Paga-se propina até para se obter um benefício legal. E o pior é que esse modelo acabou sendo reproduzido por outros partidos e políticos, inclusive o Presidente Temer do PMDB que, agora, seria o novo ‘chefe da quadrilha’, conforme narra o próprio entrevistado. Para Joesley — que convenhamos não é nenhum “santinho” — ele não corrompeu, mais foi achacado, pois se não sujeitasse às regras desse jogo funesto, o seu negócio empresarial pereceria.
 
Uma pessoa com um mínimo de patriotismo, ao ler a entrevista, certamente sentirá náuseas e aumentará a descrença, que já é reinante, com a nossa classe política.
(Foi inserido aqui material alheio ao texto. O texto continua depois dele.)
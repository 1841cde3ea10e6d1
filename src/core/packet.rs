//! Logical MySQL packet framing.
//!
//! Every logical packet starts with a four byte header: a 24-bit little-endian
//! payload length, stored as a 16-bit low half followed by an 8-bit high half,
//! and an 8-bit sequence id. The payload follows with no footer or checksum.
//!
//! ```text
//! [length_low(2, LE)] [length_high(1)] [sequence_id(1)] [payload(N)]
//! ```

use bytes::{BufMut, Bytes, BytesMut};

use crate::error::{ProtocolError, Result};

/// Largest payload a single logical packet can declare (2^24 - 1)
pub const MAX_PAYLOAD_LENGTH: usize = 0x00FF_FFFF;

/// Decoded packet header
#[derive(Debug, Clone, Copy, PartialEq, Eq, Hash)]
pub struct PacketHeader {
    /// Payload length, reconstructed as `low | (high << 16)`
    pub payload_length: u32,
    /// Sequence id, restarting at zero for every command
    pub sequence_id: u8,
}

impl PacketHeader {
    /// Fixed header size on the wire
    pub const SIZE: usize = 4;

    /// Build a header. Lengths wider than 24 bits are masked.
    pub fn new(payload_length: u32, sequence_id: u8) -> Self {
        Self {
            payload_length: payload_length & MAX_PAYLOAD_LENGTH as u32,
            sequence_id,
        }
    }

    /// Decode a header from the front of `src` without touching the payload.
    ///
    /// # Errors
    /// Returns `ProtocolError::TruncatedHeader` if fewer than `SIZE` bytes are
    /// available. Callers should treat this as "not enough data yet".
    #[inline]
    pub fn decode(src: &[u8]) -> Result<Self> {
        let Some(raw) = src.get(..Self::SIZE) else {
            return Err(ProtocolError::TruncatedHeader {
                available: src.len(),
            });
        };

        let low = u16::from_le_bytes([raw[0], raw[1]]);
        let high = raw[2];

        Ok(Self {
            payload_length: u32::from(low) | (u32::from(high) << 16),
            sequence_id: raw[3],
        })
    }

    /// Append the wire form of this header to `dst`
    pub fn encode(&self, dst: &mut BytesMut) {
        dst.reserve(Self::SIZE);
        dst.put_slice(&self.to_bytes());
    }

    /// Wire form of this header
    pub fn to_bytes(&self) -> [u8; Self::SIZE] {
        let low = (self.payload_length & 0xFFFF) as u16;
        let high = ((self.payload_length >> 16) & 0xFF) as u8;
        let [l0, l1] = low.to_le_bytes();
        [l0, l1, high, self.sequence_id]
    }

    /// Declared payload length in bytes
    #[inline]
    pub fn payload_len(&self) -> usize {
        self.payload_length as usize
    }

    /// Header plus declared payload
    #[inline]
    pub fn full_length(&self) -> usize {
        Self::SIZE + self.payload_len()
    }
}

/// A complete logical packet
#[derive(Debug, Clone, PartialEq, Eq)]
pub struct Packet {
    pub header: PacketHeader,
    pub payload: Bytes,
}

impl Packet {
    /// Build a packet whose header length matches `payload`.
    ///
    /// # Errors
    /// Returns `ProtocolError::OversizedPacket` when the payload does not fit in
    /// a single logical packet.
    pub fn new(sequence_id: u8, payload: impl Into<Bytes>) -> Result<Self> {
        let payload = payload.into();
        if payload.len() > MAX_PAYLOAD_LENGTH {
            return Err(ProtocolError::OversizedPacket(payload.len()));
        }

        Ok(Self {
            header: PacketHeader::new(payload.len() as u32, sequence_id),
            payload,
        })
    }

    /// Decode one packet from the front of `data`, copying its payload.
    ///
    /// # Errors
    /// `TruncatedHeader` or `TruncatedPayload` when `data` holds less than one
    /// complete packet.
    pub fn from_bytes(data: &[u8]) -> Result<Self> {
        let header = PacketHeader::decode(data)?;
        let end = header.full_length();

        let payload = data
            .get(PacketHeader::SIZE..end)
            .ok_or(ProtocolError::TruncatedPayload {
                expected: header.payload_len(),
                available: data.len() - PacketHeader::SIZE,
            })?;

        Ok(Self {
            header,
            payload: Bytes::copy_from_slice(payload),
        })
    }

    /// Wire form of the whole packet
    pub fn to_bytes(&self) -> Vec<u8> {
        let mut out = Vec::with_capacity(self.len());
        out.extend_from_slice(&self.header.to_bytes());
        out.extend_from_slice(&self.payload);
        out
    }

    /// Leading payload byte (command byte for client packets, marker for server packets)
    #[inline]
    pub fn first_byte(&self) -> Option<u8> {
        self.payload.first().copied()
    }

    /// Total wire length, header included
    #[allow(clippy::len_without_is_empty)]
    pub fn len(&self) -> usize {
        PacketHeader::SIZE + self.payload.len()
    }

    pub fn sequence_id(&self) -> u8 {
        self.header.sequence_id
    }
}

#[cfg(test)]
mod tests {
    use super::*;

    #[test]
    fn test_header_decode_splits_length() {
        // low = 0x0201, high = 0x03 -> 0x030201
        let header = PacketHeader::decode(&[0x01, 0x02, 0x03, 0x07]).unwrap();
        assert_eq!(header.payload_length, 0x0003_0201);
        assert_eq!(header.sequence_id, 7);
        assert_eq!(header.full_length(), 4 + 0x0003_0201);
    }

    #[test]
    fn test_header_decode_ignores_trailing_bytes() {
        let header = PacketHeader::decode(&[0x05, 0x00, 0x00, 0x00, 0xAA, 0xBB]).unwrap();
        assert_eq!(header.payload_length, 5);
        assert_eq!(header.sequence_id, 0);
    }

    #[test]
    fn test_header_truncated() {
        for len in 0..PacketHeader::SIZE {
            let bytes = vec![0u8; len];
            match PacketHeader::decode(&bytes) {
                Err(ProtocolError::TruncatedHeader { available }) => assert_eq!(available, len),
                other => panic!("expected truncated header, got {other:?}"),
            }
        }
    }

    #[test]
    fn test_header_max_length() {
        let header = PacketHeader::new(MAX_PAYLOAD_LENGTH as u32, 255);
        assert_eq!(header.to_bytes(), [0xFF, 0xFF, 0xFF, 0xFF]);
        let decoded = PacketHeader::decode(&header.to_bytes()).unwrap();
        assert_eq!(decoded, header);
    }

    #[test]
    fn test_header_new_masks_wide_lengths() {
        let header = PacketHeader::new(0x0100_0001, 0);
        assert_eq!(header.payload_length, 1);
    }

    #[test]
    fn test_packet_from_bytes_truncated_payload() {
        let bytes = [0x05, 0x00, 0x00, 0x00, b'a', b'b'];
        match Packet::from_bytes(&bytes) {
            Err(ProtocolError::TruncatedPayload {
                expected,
                available,
            }) => {
                assert_eq!(expected, 5);
                assert_eq!(available, 2);
            }
            other => panic!("expected truncated payload, got {other:?}"),
        }
    }

    #[test]
    fn test_packet_to_bytes() {
        let packet = Packet::new(3, &b"\x03SELECT 1"[..]).unwrap();
        let bytes = packet.to_bytes();
        assert_eq!(&bytes[..4], &[9, 0, 0, 3]);
        assert_eq!(Packet::from_bytes(&bytes).unwrap(), packet);
        assert_eq!(packet.len(), 13);
        assert_eq!(packet.first_byte(), Some(0x03));
    }

    #[test]
    fn test_empty_payload() {
        let packet = Packet::new(0, Bytes::new()).unwrap();
        assert_eq!(packet.to_bytes(), vec![0, 0, 0, 0]);
        assert_eq!(packet.first_byte(), None);
    }
}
Sim, pois é a corrupção que realimenta a corrupção, pois com o dinheiro obtido com ela é que a grande maioria dos nossos políticos consegue se reeleger. 
 
O que a nação espera é que a “Operação Lava Jato” interrompa, definitivamente, esse ciclo perverso, fazendo com que tais condutas não venham a se reproduzir, no futuro. Porém, a verdadeira punição aos transgressores deverá ocorrer através das urnas eleitorais.
 
Infelizmente, na Itália, decorridos alguns anos do término da “Operação Mãos Limpas”, as práticas que ela própria condenou, retornaram naquele país. Parece que no mundo, realmente, “nada se cria, tudo se copia”, tanto no bom como no ruim.
 
Setímio Salerno Miguel
Advogado Empresarial e Professor da Faculdade de Direito de Franca.